Download or read book Hunters and Bureaucrats written by Paul Nadasdy and published by UBC Press. This book was released on 2011-11-01 with total page 330 pages. Available in PDF, EPUB and Kindle. Book excerpt: Based on three years of ethnographic research in the Yukon, this book examines contemporary efforts to restructure the relationship between aboriginal peoples and the state in Canada. Although it is widely held that land claims and co-management – two of the most visible and celebrated elements of this restructuring – will help reverse centuries of inequity, this book challenges this conventional wisdom, arguing that land claims and co-management may be less empowering for First Nation peoples than is often supposed. The book examines the complex relationship between the people of Kluane First Nation, the land and animals, and the state. It shows that Kluane human-animal relations are at least partially incompatible with Euro-Canadian notions of “property” and “knowledge.” Yet, these concepts form the conceptual basis for land claims and co-management, respectively. As a result, these processes necessarily end up taking for granted – and so helping to reproduce – existing power relations. First Nation peoples’ participation in land claim negotiations and co-management have forced them – at least in some contexts – to adopt Euro-Canadian perspectives toward the land and animals. They have been forced to develop bureaucratic infrastructures for interfacing with the state, and they have had to become bureaucrats themselves, learning to speak and act in uncharacteristic ways. Thus, land claims and co-management have helped undermine the very way of life they are supposed to be protecting. This book speaks to critical issues in contemporary anthropology, First Nation law, and resource management. It moves beyond conventional models of colonialism, in which the state is treated as a monolithic entity, and instead explores how “state power” is reproduced through everyday bureaucratic practices – including struggles over the production and use of knowledge.

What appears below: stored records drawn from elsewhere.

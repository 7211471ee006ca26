//! Polygon PoS exits through the FxPortal root tunnel
//!
//! Checkpoint inclusion and the exit payload come from the proof generator
//! HTTP API; the payload is then submitted to the root tunnel on L1.

use alloy::primitives::{Address, Bytes, B256};
use async_trait::async_trait;
use serde::Deserialize;
use std::sync::Arc;
use std::time::Duration;
use tracing::{debug, info};

use super::{gate, receipt, MessageStatus, RelayStrategy};
use crate::chain::evm::send_tx;
use crate::chain::{BridgeReader, EventSource, EvmChainClient};
use crate::contracts::relay::{FxChildTunnel, FxRootTunnel};
use crate::contracts::L2Bridge;
use crate::error::{BonderError, ChainError, HandlerResult, Outcome};

/// `MessageSent(bytes)` emitted by the child tunnel
pub const MESSAGE_SENT_EVENT_SIG: &str =
    "0x8c5261668696ce22758910d05bab8f186d6eb247ceac2af2e82c7dc17669b036";

const PROOF_API_TIMEOUT: Duration = Duration::from_secs(30);

#[derive(Debug, Deserialize)]
struct BlockIncludedResponse {
    #[serde(default)]
    error: bool,
    #[serde(default)]
    message: Option<String>,
}

#[derive(Debug, Deserialize)]
struct ExitPayloadResponse {
    #[serde(default)]
    error: bool,
    #[serde(default)]
    message: Option<String>,
    result: Option<Bytes>,
}

pub struct PosRelay {
    l1: Arc<EvmChainClient>,
    l2: Arc<EvmChainClient>,
    proof_api_url: String,
    http: reqwest::Client,
}

impl PosRelay {
    pub fn new(l1: Arc<EvmChainClient>, l2: Arc<EvmChainClient>, proof_api_url: String) -> Self {
        let http = reqwest::Client::builder()
            .timeout(PROOF_API_TIMEOUT)
            .build()
            .unwrap_or_default();
        Self {
            l1,
            l2,
            proof_api_url: proof_api_url.trim_end_matches('/').to_string(),
            http,
        }
    }

    async fn get<T: for<'de> Deserialize<'de>>(&self, path: &str) -> Result<T, ChainError> {
        let url = format!("{}/{}", self.proof_api_url, path);
        let response = self
            .http
            .get(&url)
            .send()
            .await
            .map_err(|e| ChainError::Transient(format!("proof api {url}: {e}")))?;
        response
            .json::<T>()
            .await
            .map_err(|e| ChainError::Other(format!("proof api {url}: {e}")))
    }

    async fn is_checkpointed(&self, l2_block: u64) -> Result<bool, ChainError> {
        let body: BlockIncludedResponse = self.get(&format!("block-included/{l2_block}")).await?;
        if body.error {
            debug!(
                l2_block,
                message = body.message.as_deref().unwrap_or_default(),
                "Block not checkpointed yet"
            );
        }
        Ok(!body.error)
    }

    async fn exit_payload(&self, commit_tx_hash: B256) -> Result<Bytes, ChainError> {
        let body: ExitPayloadResponse = self
            .get(&format!(
                "exit-payload/{commit_tx_hash}?eventSignature={MESSAGE_SENT_EVENT_SIG}"
            ))
            .await?;
        match body.result {
            Some(payload) if !body.error => Ok(payload),
            _ => Err(ChainError::NotFound(format!(
                "exit payload for {commit_tx_hash}: {}",
                body.message.unwrap_or_default()
            ))),
        }
    }

    /// Root tunnel paired with the L2 bridge's child tunnel
    async fn root_tunnel(&self) -> Result<Address, ChainError> {
        let (provider, bridge) = (self.l2.provider(), self.l2.bridge_address());
        let child = self
            .l2
            .view("messengerProxy", move || async move {
                Ok(L2Bridge::new(bridge, provider).messengerProxy().call().await?._0)
            })
            .await?;
        self.l2
            .view("fxRootTunnel", move || async move {
                Ok(FxChildTunnel::new(child, provider).fxRootTunnel().call().await?._0)
            })
            .await
    }

    async fn receive_message(&self, root_tunnel: Address, payload: Bytes) -> Result<B256, ChainError> {
        let wallet = self.l1.wallet_provider()?;
        let tunnel = FxRootTunnel::new(root_tunnel, &wallet);
        let tx_hash = send_tx!(self.l1, tunnel.receiveMessage(payload), "receiveMessage");
        Ok(tx_hash)
    }
}

fn is_already_processed(err: &alloy::contract::Error) -> bool {
    err.to_string().contains("EXIT_ALREADY_PROCESSED")
}

#[async_trait]
impl RelayStrategy for PosRelay {
    fn name(&self) -> &'static str {
        "polygon_pos"
    }

    async fn handle_commit_tx_hash(
        &self,
        commit_tx_hash: B256,
        transfer_root_id: B256,
    ) -> HandlerResult {
        let receipt = receipt(&self.l2, commit_tx_hash).await?;
        let l2_block = receipt
            .block_number
            .ok_or_else(|| BonderError::NotFound(format!("block of commit {commit_tx_hash}")))?;

        let status = if self.is_checkpointed(l2_block).await? {
            MessageStatus::Relayable
        } else {
            MessageStatus::InFlight
        };
        if let Some(result) = gate(status, commit_tx_hash) {
            return result;
        }

        let payload = self.exit_payload(commit_tx_hash).await?;
        let root_tunnel = self.root_tunnel().await?;

        let simulated = FxRootTunnel::new(root_tunnel, self.l1.provider())
            .receiveMessage(payload.clone())
            .from(self.l1.bonder_address())
            .call()
            .await;
        if let Err(e) = simulated {
            if is_already_processed(&e) {
                return gate(MessageStatus::Relayed, commit_tx_hash)
                    .unwrap_or(Ok(Outcome::AlreadyHandled));
            }
            return Err(ChainError::from_rpc(e).into());
        }

        info!(
            chain_id = self.l2.chain_id(),
            transfer_root_id = %transfer_root_id,
            root_tunnel = %root_tunnel,
            "Submitting PoS exit"
        );
        let tx_hash = self.receive_message(root_tunnel, payload).await?;
        Ok(Outcome::Sent { tx_hash })
    }
}

#[cfg(test)]
mod tests {
    use super::*;

    #[test]
    fn test_block_included_response() {
        let pending: BlockIncludedResponse =
            serde_json::from_str(r#"{"error":true,"message":"No block found"}"#).unwrap();
        assert!(pending.error);

        let included: BlockIncludedResponse = serde_json::from_str(
            r#"{"headerBlockNumber":"0x1","blockNumber":"5","message":"success"}"#,
        )
        .unwrap();
        assert!(!included.error);
    }

    #[test]
    fn test_exit_payload_response() {
        let body: ExitPayloadResponse =
            serde_json::from_str(r#"{"message":"Payload generation success","result":"0xf9"}"#)
                .unwrap();
        assert_eq!(body.result.unwrap().to_vec(), vec![0xf9u8]);
    }
}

Download or read book Ecology and Management of the North American Moose written by Albert W. Franzmann and published by . This book was released on 2007 with total page 784 pages. Available in PDF, EPUB and Kindle. Book excerpt: Back in print as a University Press of Colorado edition, this abundantly illustrated volume with field sketch illustrations by William D. Berry fully explains moose biology and ecology and assesses the increasingly complex enterprise of managing moose. Twenty-one of the world's authorities on the species discuss its taxonomy, reproduction and growth, feeding habits, behavior, population dynamics, relationships with predators, incidental mortality, seasonal migration patterns, and habitat and harvest management. Contributors include Warren B. Ballard, Arnold H. Boer, Anthony B. Bubenik, M. E. Buss, Kenneth N. Child, Vincent F.J. Crichton, Albert W. Franzmann, Kris J. Hundertmark, Patrick D. Karns, Murray W. Lankester, Richard E. McCabe, James M. Peek, Henry M. Reeves, Wayne L. Regelin, Lyle A. Renecker, William M. Samuel, Charles C. Schwartz, Robert W. Stewart, Ian D. Thompson, H. R. Timmermann, and Victor Van Ballenberghe. A Wildlife Management Institute book
Download or read book Foundations of Social Capital written by Elinor Ostrom and published by Edward Elgar Publishing. This book was released on 2010 with total page 0 pages. Available in PDF, EPUB and Kindle. Book excerpt: The selected articles embed the concept in core theoretical work in economics, political science, sociology, development theory, and philosophy. Topics include: contemporary conceptual and philosophical foundations; forms of social capital; and the relation of social capital to both development and democracy.